Aim of the task: Locate, in the data below, the line that contains "code if this error has one." and the line that contains "code, if any."; reproduce exactly those two lines and every line between them, nothing more.

▼▼▼

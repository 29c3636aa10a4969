//! Error types for address validation calls.
//!
//! Every failure is returned to the caller as a value. Nothing is retried or
//! recovered internally, and the raw response is preserved whenever the
//! provider sent one.

use http::{HeaderMap, StatusCode};
use std::fmt;

/// The main error type for address validation calls.
///
/// # Examples
///
/// ```no_run
/// use smarty_street::{AddressInput, Client, Credentials, Error, StatusKind};
///
/// # async fn example() -> Result<(), Error> {
/// let client = Client::builder()
///     .credentials(Credentials::new("id", "token"))
///     .build()?;
///
/// let input = AddressInput::new().freeform("1600 Amphitheatre Pkwy, Mountain View, CA");
///
/// match client.get_address(&input, None).await {
///     Ok(response) => println!("{} candidates", response.data.len()),
///     Err(Error::Validation(reason)) => eprintln!("Bad input: {}", reason),
///     Err(Error::HttpError { kind: StatusKind::PaymentRequired, .. }) => {
///         eprintln!("Subscription exhausted");
///     }
///     Err(e) => eprintln!("Other error: {}", e),
/// }
/// # Ok(())
/// # }
/// ```
#[derive(thiserror::Error, Debug)]
pub enum Error {
    /// The address fields do not form a combination the provider accepts.
    #[error("Invalid address input: {0}")]
    Validation(#[from] ValidationError),

    /// One or more entries of a batch failed validation.
    ///
    /// Every entry is checked, so `failures` lists all invalid entries rather
    /// than only the first one.
    #[error("{} of {total} batch entries failed validation", .failures.len())]
    InvalidBatch {
        /// The invalid entries, in input order.
        failures: Vec<BatchFailure>,
        /// The number of entries in the batch.
        total: usize,
    },

    /// A batch was submitted without any entries.
    #[error("Batch contains no addresses")]
    EmptyBatch,

    /// A batch holds more entries than a single POST may carry.
    #[error("Batch of {len} addresses exceeds the limit of {max}")]
    BatchTooLarge {
        /// The number of entries submitted.
        len: usize,
        /// The provider's per-request limit.
        max: usize,
    },

    /// Neither the input(s) nor the client carry an auth id and auth token.
    #[error("Authentication parameters required")]
    MissingCredentials,

    /// The optional-field slice was given but does not pair up with the inputs.
    #[error("Lengths of inputs ({inputs}) and optional fields ({optionals}) must match")]
    LengthMismatch {
        /// The number of inputs.
        inputs: usize,
        /// The number of optional-field entries.
        optionals: usize,
    },

    /// A network-level error occurred (connection failed, DNS lookup failed, etc.).
    #[error("Network error: {0}")]
    Network(#[source] reqwest::Error),

    /// The request timed out.
    #[error("Request timed out")]
    Timeout,

    /// The provider answered with a status other than 200.
    ///
    /// `kind` carries the provider's meaning for the status code.
    #[error("HTTP error {status} ({kind}): {raw_response}")]
    HttpError {
        /// The HTTP status code
        status: StatusCode,
        /// What the status code means for this API
        kind: StatusKind,
        /// The raw response body
        raw_response: String,
        /// The response headers
        headers: HeaderMap,
    },

    /// Failed to deserialize the response body into candidates.
    #[error("Failed to deserialize response (status {status}): {serde_error}")]
    DeserializationFailed {
        /// The raw response body that failed to deserialize
        raw_response: String,
        /// The serde error message
        serde_error: String,
        /// The HTTP status code
        status: StatusCode,
    },

    /// Failed to serialize the batch body.
    #[error("Failed to serialize request: {0}")]
    SerializationFailed(String),

    /// Invalid configuration was provided, such as an invalid header value.
    #[error("Configuration error: {0}")]
    ConfigurationError(String),

    /// An invalid URL was provided.
    #[error("Invalid URL: {0}")]
    InvalidUrl(#[from] url::ParseError),
}

impl From<reqwest::Error> for Error {
    fn from(err: reqwest::Error) -> Self {
        if err.is_timeout() {
            Error::Timeout
        } else {
            Error::Network(err)
        }
    }
}

impl Error {
    /// Returns the HTTP status code if this error has one.
    pub fn status(&self) -> Option<StatusCode> {
        match self {
            Error::HttpError { status, .. } => Some(*status),
            Error::DeserializationFailed { status, .. } => Some(*status),
            _ => None,
        }
    }

    /// Returns the provider's classification of the status code, if any.
    pub fn status_kind(&self) -> Option<StatusKind> {
        match self {
            Error::HttpError { kind, .. } => Some(*kind),
            _ => None,
        }
    }

    /// Returns the raw response body if this error has one.
    pub fn raw_response(&self) -> Option<&str> {
        match self {
            Error::HttpError { raw_response, .. } => Some(raw_response),
            Error::DeserializationFailed { raw_response, .. } => Some(raw_response),
            _ => None,
        }
    }

    /// Returns `true` if the failure was caused by the caller's input and
    /// was detected before any request was sent.
    pub fn is_input_error(&self) -> bool {
        matches!(
            self,
            Error::Validation(_)
                | Error::InvalidBatch { .. }
                | Error::EmptyBatch
                | Error::BatchTooLarge { .. }
                | Error::MissingCredentials
                | Error::LengthMismatch { .. }
        )
    }
}

/// Why an address input was rejected before sending.
#[derive(thiserror::Error, Debug, Clone, Copy, PartialEq, Eq)]
pub enum ValidationError {
    /// Neither a street nor a free-form address was given.
    #[error("street address or freeform address required")]
    MissingAddress,

    /// A street was given without city + state or zipcode, and there is no
    /// free-form address to fall back on.
    #[error("either street + city + state or street + zipcode required when not using freeform addressing")]
    IncompleteStreet,
}

/// A single rejected entry of a batch.
#[derive(Debug, Clone, PartialEq, Eq)]
pub struct BatchFailure {
    /// Position of the entry in the submitted batch.
    pub index: usize,
    /// Why the entry was rejected.
    pub reason: ValidationError,
}

impl fmt::Display for BatchFailure {
    fn fmt(&self, f: &mut fmt::Formatter<'_>) -> fmt::Result {
        write!(f, "entry {}: {}", self.index, self.reason)
    }
}

/// The provider's meaning for a non-200 status code.
#[derive(Debug, Clone, Copy, PartialEq, Eq)]
pub enum StatusKind {
    /// 400: the payload was malformed.
    BadRequest,
    /// 401: the auth id / auth token pair was rejected.
    Unauthorized,
    /// 402: no active subscription covers the request.
    PaymentRequired,
    /// 413: the request body exceeded the size limit.
    RequestTooLarge,
    /// 429: too many requests.
    TooManyRequests,
    /// Any other non-200 status.
    Unexpected,
}

impl StatusKind {
    /// Classifies a response status.
    ///
    /// Returns `None` for 200, the only status the API uses for success.
    /// Every other code maps to a kind, with codes the provider does not
    /// document landing in [`StatusKind::Unexpected`].
    ///
    /// # Examples
    ///
    /// ```
    /// use http::StatusCode;
    /// use smarty_street::StatusKind;
    ///
    /// assert_eq!(StatusKind::classify(StatusCode::OK), None);
    /// assert_eq!(
    ///     StatusKind::classify(StatusCode::UNAUTHORIZED),
    ///     Some(StatusKind::Unauthorized)
    /// );
    /// assert_eq!(
    ///     StatusKind::classify(StatusCode::BAD_GATEWAY),
    ///     Some(StatusKind::Unexpected)
    /// );
    /// ```
    pub fn classify(status: StatusCode) -> Option<StatusKind> {
        match status.as_u16() {
            200 => None,
            400 => Some(StatusKind::BadRequest),
            401 => Some(StatusKind::Unauthorized),
            402 => Some(StatusKind::PaymentRequired),
            413 => Some(StatusKind::RequestTooLarge),
            429 => Some(StatusKind::TooManyRequests),
            _ => Some(StatusKind::Unexpected),
        }
    }
}

impl fmt::Display for StatusKind {
    fn fmt(&self, f: &mut fmt::Formatter<'_>) -> fmt::Result {
        let text = match self {
            StatusKind::BadRequest => "Bad Request (Malformed Payload)",
            StatusKind::Unauthorized => "Unauthorized",
            StatusKind::PaymentRequired => "Payment Required",
            StatusKind::RequestTooLarge => "Request Entity Too Large",
            StatusKind::TooManyRequests => "Too Many Requests",
            StatusKind::Unexpected => "Unexpected Status",
        };
        f.write_str(text)
    }
}

/// A specialized `Result` type for address validation calls.
pub type Result<T> = std::result::Result<T, Error>;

▲▲▲

Task solution:
    /// Returns the HTTP status code if this error has one.
    pub fn status(&self) -> Option<StatusCode> {
        match self {
            Error::HttpError { status, .. } => Some(*status),
            Error::DeserializationFailed { status, .. } => Some(*status),
            _ => None,
        }
    }

    /// Returns the provider's classification of the status code, if any.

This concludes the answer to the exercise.